Forex Trading For Free & For Everyone

Maybe you are only testing the waters and learning the basics of the Forex market, but that doesn’t mean you should be left on the side and without access to a trading station and the ability to enter trades in real time. That’s something every aspiring Forex trader needs in order to feel the real emotions and sometimes hard decisions a profitable Forex trader must make.

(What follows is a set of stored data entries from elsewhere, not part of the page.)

impl PolygonMesh {
    /// Marks an unused vertex or neighbor entry.
    pub const NO_INDEX: u16 = 0xffff;
    /// Set on neighbor entries that lie on the tile border.
    pub const PORTAL_FLAG: u16 = 0x8000;

    /// The number of polygons in the mesh.
    pub fn polygon_count(&self) -> usize {
        self.regions.len()
    }

    /// The vertex indices of polygon `index`, terminated by [`PolygonMesh::NO_INDEX`] if it has
    /// fewer than [`PolygonMesh::vertices_per_polygon`] vertices.
    pub fn polygon(&self, index: usize) -> &[u16] {
        let start = index * 2 * self.vertices_per_polygon;
        &self.polygons[start..start + self.vertices_per_polygon]
    }

    /// The neighbor entries of polygon `index`, one per edge.
    pub fn neighbors(&self, index: usize) -> &[u16] {
        let start = (index * 2 + 1) * self.vertices_per_polygon;
        &self.polygons[start..start + self.vertices_per_polygon]
    }

    /// The number of vertices actually used by polygon `index`.
    pub fn polygon_vertex_count(&self, index: usize) -> usize {
        count_polygon_vertices(self.polygon(index))
    }

    fn polygon_mut(&mut self, index: usize) -> &mut [u16] {
        let start = index * 2 * self.vertices_per_polygon;
        &mut self.polygons[start..start + 2 * self.vertices_per_polygon]
    }

    fn push_polygon(&mut self, vertices: &[u16], region: RegionId, area: AreaType) {
        let nvp = self.vertices_per_polygon;
        self.polygons.extend_from_slice(&vertices[..nvp]);
        self.polygons
            .extend(std::iter::repeat_n(Self::NO_INDEX, nvp));
        self.regions.push(region);
        self.areas.push(area);
    }

    /// Replaces polygon `index` with the last polygon.
    fn swap_remove_polygon(&mut self, index: usize) {
        let stride = 2 * self.vertices_per_polygon;
        let last = self.polygon_count() - 1;
        if index != last {
            self.polygons
                .copy_within(last * stride..(last + 1) * stride, index * stride);
        }
        self.polygons.truncate(last * stride);
        self.regions.swap_remove(index);
        self.areas.swap_remove(index);
    }
}

/// Errors that can occur while building a [`PolygonMesh`].
#[derive(Error, Debug)]
pub enum PolygonMeshError {
    /// The contours produce more vertices than a polygon mesh can index.
    #[error("Too many vertices: {0}")]
    TooManyVertices(usize),
    /// The contours produce more polygons than a polygon mesh can index.
    #[error("Too many polygons: {0}")]
    TooManyPolygons(usize),
    /// `vertices_per_polygon` must be at least 3.
    #[error("Invalid number of vertices per polygon: {0}")]
    InvalidVerticesPerPolygon(usize),
}

impl ContourSet {
    /// Turns the contours into convex polygons.
    ///
    /// Each contour is triangulated and the triangles are greedily merged into convex
    /// polygons with at most `max_vertices_per_polygon` vertices.
    /// Vertices flagged as tile border vertices are removed where possible.
    pub fn into_polygon_mesh(
        self,
        max_vertices_per_polygon: usize,
    ) -> Result<PolygonMesh, PolygonMeshError> {
        let nvp = max_vertices_per_polygon;
        if nvp < 3 {
            return Err(PolygonMeshError::InvalidVerticesPerPolygon(nvp));
        }
        let mut mesh = PolygonMesh {
            aabb: self.aabb,
            cell_size: self.cell_size,
            cell_height: self.cell_height,
            border_size: self.border_size,
            max_edge_error: self.max_error,
            vertices_per_polygon: nvp,
            ..Default::default()
        };

        let contours = || self.contours.iter().filter(|c| c.vertices.len() >= 3);
        let max_vertices: usize = contours().map(|c| c.vertices.len()).sum();
        if max_vertices >= 0xfffe {
            return Err(PolygonMeshError::TooManyVertices(max_vertices));
        }

        let mut remove_flags = vec![false; max_vertices];
        let mut vertex_lookup: HashMap<(u16, u16), Vec<u16>> = HashMap::new();
        let mut polygons = Vec::new();

        for (contour_index, contour) in contours().enumerate() {
            // Triangulate contour
            let (triangles, ok) = triangulate(&contour.vertices);
            if !ok {
                // Bad triangulation, should not happen.
                tracing::warn!("Bad triangulation of contour {contour_index}.");
            }

            // Add and merge vertices.
            let indices: Vec<u16> = contour
                .vertices
                .iter()
                .map(|v| {
                    let index = add_vertex(&mut mesh.vertices, &mut vertex_lookup, v);
                    if RegionVertexId::from_bits_retain(v.w).contains(RegionVertexId::BORDER_VERTEX) {
                        // This vertex should be removed.
                        remove_flags[index as usize] = true;
                    }
                    index
                })
                .collect();

            // Build initial polygons.
            polygons.clear();
            for t in &triangles {
                if t[0] != t[1] && t[0] != t[2] && t[1] != t[2] {
                    let mut polygon = vec![PolygonMesh::NO_INDEX; nvp];
                    polygon[0] = indices[t[0]];
                    polygon[1] = indices[t[1]];
                    polygon[2] = indices[t[2]];
                    polygons.push(polygon);
                }
            }
            if polygons.is_empty() {
                continue;
            }

            // Merge polygons.
            if nvp > 3 {
                merge_polygons(&mut polygons, &mesh.vertices, |_, _| {});
            }

            // Store polygons.
            for polygon in &polygons {
                mesh.push_polygon(polygon, contour.region, contour.area);
            }
        }

        // Remove edge vertices.
        let mut i = 0;
        while i < mesh.vertices.len() {
            if remove_flags[i] && mesh.can_remove_vertex(i as u16) {
                mesh.remove_vertex(i as u16);
                // Fixup vertex flags
                remove_flags.remove(i);
                continue;
            }
            i += 1;
        }

        // Calculate adjacency.
        mesh.build_adjacency();

        // Find portal edges
        if mesh.border_size > 0 {
            mesh.mark_portal_edges(self.width, self.height);
        }

        // Just allocate the mesh flags array. The user is responsible to fill it.
        mesh.flags = vec![0; mesh.polygon_count()];

        if mesh.vertices.len() > 0xffff {
            return Err(PolygonMeshError::TooManyVertices(mesh.vertices.len()));
        }
        if mesh.polygon_count() > 0xffff {
            return Err(PolygonMeshError::TooManyPolygons(mesh.polygon_count()));
        }
        Ok(mesh)
    }
}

The good news is that there exists something called “Demo Accounts” and that all reputable Forex brokers will make available to their clients. With an account of this kind you will be able to use the same trading station software used by more experienced and professional Forex traders. With this account you won’t need real money from your pocket at all. You will be given an amount of “dummy money” you can use to enter trades in the market and this way you will test how good you really are trading the currency markets.

With this kind of account you can test how much you have understood about technical indicators as Fibonacci levels, Bollinger bands, Exponential Moving Averages, etc. You will be free to commit any mistakes and learn how to fix your trading in such a way that within a short time you will be ready to start trading with real money and with the confidence that you will be trading over a field you already know in great detail. This confidence will boost the amount of profitable trades you make and in consequence your losses will be kept at the minimum possible.

Forex Trading For Free & For Everyone

Maybe you are only testing the waters and learning the basics of the Forex market, but that doesn’t mean you should be left on the side and without access to a trading station and the ability to enter trades in real time. That’s something every aspiring Forex trader needs in order to feel the real emotions and sometimes hard decisions a profitable Forex trader must make.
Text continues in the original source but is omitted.